• Task details:
Whenever a line in the entries includes the word "last", copy that line out.

(Collected data)
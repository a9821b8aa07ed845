//! Implement-interface member synthesis and placement.
//!
//! Pipeline for one diagnostic:
//! - `query`: which interface members the type is missing
//! - `strategy`: the code actions offered, each with a stable identity
//! - `synthesis`: member declarations as IR (`ir`), plus `delegation` and
//!   `dispose` for the forwarding and `IDisposable` variants
//! - `placement`, `imports`, `printer`: text edits against the outline
//!
//! `service` wires these together per diagnostic and `fix_all` applies one
//! strategy across many diagnostics and documents.

pub mod context;
pub mod delegation;
pub mod dispose;
pub mod error;
pub mod fix_all;
pub mod imports;
pub mod ir;
pub mod options;
pub mod placement;
pub mod printer;
pub mod query;
pub mod service;
pub mod strategy;
pub mod synthesis;

pub use context::{ImplementContext, qualified_display, resolve_base_entry};
pub use delegation::{DelegationCandidate, DelegationKind};
pub use dispose::DisposeState;
pub use error::ImplementError;
pub use fix_all::{DocumentFix, FixAllResult, fix_all};
pub use options::{
    ExpressionBodyPreference, ExpressionBodyPreferences, ImplementOptions, IndentationOptions,
    InsertionBehavior, NamingOptions, PropertyGenerationBehavior,
};
pub use query::{InterfaceMember, InterfaceMemberGroup, unimplemented_member_groups, unimplemented_members};
pub use service::{CodeAction, Diagnostic, ImplementInterfaceService};
pub use strategy::{ActionKind, InterfaceIdentity, Strategy, StrategyIdentity};
pub use synthesis::{BodyKind, Synthesis, SynthesizedMember};

#[cfg(test)]
#[path = "../tests/fixtures.rs"]
mod fixtures;

#[cfg(test)]
#[path = "../tests/query_tests.rs"]
mod query_tests;

#[cfg(test)]
#[path = "../tests/strategy_tests.rs"]
mod strategy_tests;

#[cfg(test)]
#[path = "../tests/synthesis_tests.rs"]
mod synthesis_tests;

#[cfg(test)]
#[path = "../tests/defaults_tests.rs"]
mod defaults_tests;

#[cfg(test)]
#[path = "../tests/delegation_tests.rs"]
mod delegation_tests;

#[cfg(test)]
#[path = "../tests/dispose_tests.rs"]
mod dispose_tests;

#[cfg(test)]
#[path = "../tests/placement_tests.rs"]
mod placement_tests;

#[cfg(test)]
#[path = "../tests/printer_tests.rs"]
mod printer_tests;

#[cfg(test)]
#[path = "../tests/fix_all_tests.rs"]
mod fix_all_tests;
//! Options that shape generated members.
//!
//! All options deserialize from camelCase JSON and every field has a
//! default, so `{}` is a valid options object.

use serde::{Deserialize, Serialize};

/// Where new members go relative to existing ones.
#[derive(Clone, Copy, Debug, Default, PartialEq, Eq, Serialize, Deserialize)]
#[serde(rename_all = "camelCase")]
pub enum InsertionBehavior {
    /// After the last member of the same kind (fields with fields, methods
    /// with methods, ...).
    #[default]
    WithOtherMembersOfTheSameKind,
    /// After the last member of the type.
    AtTheEnd,
}

#[derive(Clone, Copy, Debug, Default, PartialEq, Eq, Serialize, Deserialize)]
#[serde(rename_all = "camelCase")]
pub enum PropertyGenerationBehavior {
    /// Accessors throw `NotImplementedException`.
    #[default]
    PreferThrowingProperties,
    /// Simple implicit properties become `{ get; set; }`.
    PreferAutoProperties,
}

#[derive(Clone, Copy, Debug, Default, PartialEq, Eq, Serialize, Deserialize)]
#[serde(rename_all = "camelCase")]
pub enum ExpressionBodyPreference {
    #[default]
    Never,
    WhenPossible,
}

impl ExpressionBodyPreference {
    pub const fn when_possible(self) -> bool {
        matches!(self, ExpressionBodyPreference::WhenPossible)
    }
}

/// `=>` preferences per member kind.
#[derive(Clone, Copy, Debug, Default, PartialEq, Eq, Serialize, Deserialize)]
#[serde(rename_all = "camelCase", default)]
pub struct ExpressionBodyPreferences {
    pub methods: ExpressionBodyPreference,
    pub constructors: ExpressionBodyPreference,
    pub operators: ExpressionBodyPreference,
    pub accessors: ExpressionBodyPreference,
    pub properties: ExpressionBodyPreference,
    pub indexers: ExpressionBodyPreference,
}

impl ExpressionBodyPreferences {
    /// `WhenPossible` everywhere.
    pub const fn all_when_possible() -> Self {
        Self {
            methods: ExpressionBodyPreference::WhenPossible,
            constructors: ExpressionBodyPreference::WhenPossible,
            operators: ExpressionBodyPreference::WhenPossible,
            accessors: ExpressionBodyPreference::WhenPossible,
            properties: ExpressionBodyPreference::WhenPossible,
            indexers: ExpressionBodyPreference::WhenPossible,
        }
    }
}

#[derive(Clone, Debug, Default, PartialEq, Eq, Serialize, Deserialize)]
#[serde(rename_all = "camelCase", default)]
pub struct NamingOptions {
    /// Prefix for generated private fields (`_` gives `_disposedValue`).
    pub private_field_prefix: String,
}

#[derive(Clone, Copy, Debug, PartialEq, Eq, Serialize, Deserialize)]
#[serde(rename_all = "camelCase", default)]
pub struct IndentationOptions {
    pub tab_size: u32,
    pub insert_spaces: bool,
}

impl Default for IndentationOptions {
    fn default() -> Self {
        Self {
            tab_size: 4,
            insert_spaces: true,
        }
    }
}

impl IndentationOptions {
    /// Text of one indentation level.
    pub fn unit(&self) -> String {
        if self.insert_spaces {
            " ".repeat(self.tab_size as usize)
        } else {
            "\t".to_string()
        }
    }
}

/// Everything a caller can configure about one implement-interface fix.
///
/// The first four fields pick a strategy when the caller does not address
/// one by index.
#[derive(Clone, Debug, PartialEq, Eq, Serialize, Deserialize)]
#[serde(rename_all = "camelCase", default)]
pub struct ImplementOptions {
    pub explicitly: bool,
    pub abstractly: bool,
    pub through_member: Option<String>,
    pub dispose_pattern: bool,
    pub insertion_behavior: InsertionBehavior,
    pub property_generation_behavior: PropertyGenerationBehavior,
    pub expression_body_preferences: ExpressionBodyPreferences,
    /// Add `using` directives for types from other namespaces instead of
    /// qualifying them.
    pub add_imports: bool,
    pub naming: NamingOptions,
    pub indentation: IndentationOptions,
}

impl Default for ImplementOptions {
    fn default() -> Self {
        Self {
            explicitly: false,
            abstractly: false,
            through_member: None,
            dispose_pattern: false,
            insertion_behavior: InsertionBehavior::default(),
            property_generation_behavior: PropertyGenerationBehavior::default(),
            expression_body_preferences: ExpressionBodyPreferences::default(),
            add_imports: true,
            naming: NamingOptions::default(),
            indentation: IndentationOptions::default(),
        }
    }
}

• Exercise result:
    /// After the last member of the same kind (fields with fields, methods
    /// After the last member of the type.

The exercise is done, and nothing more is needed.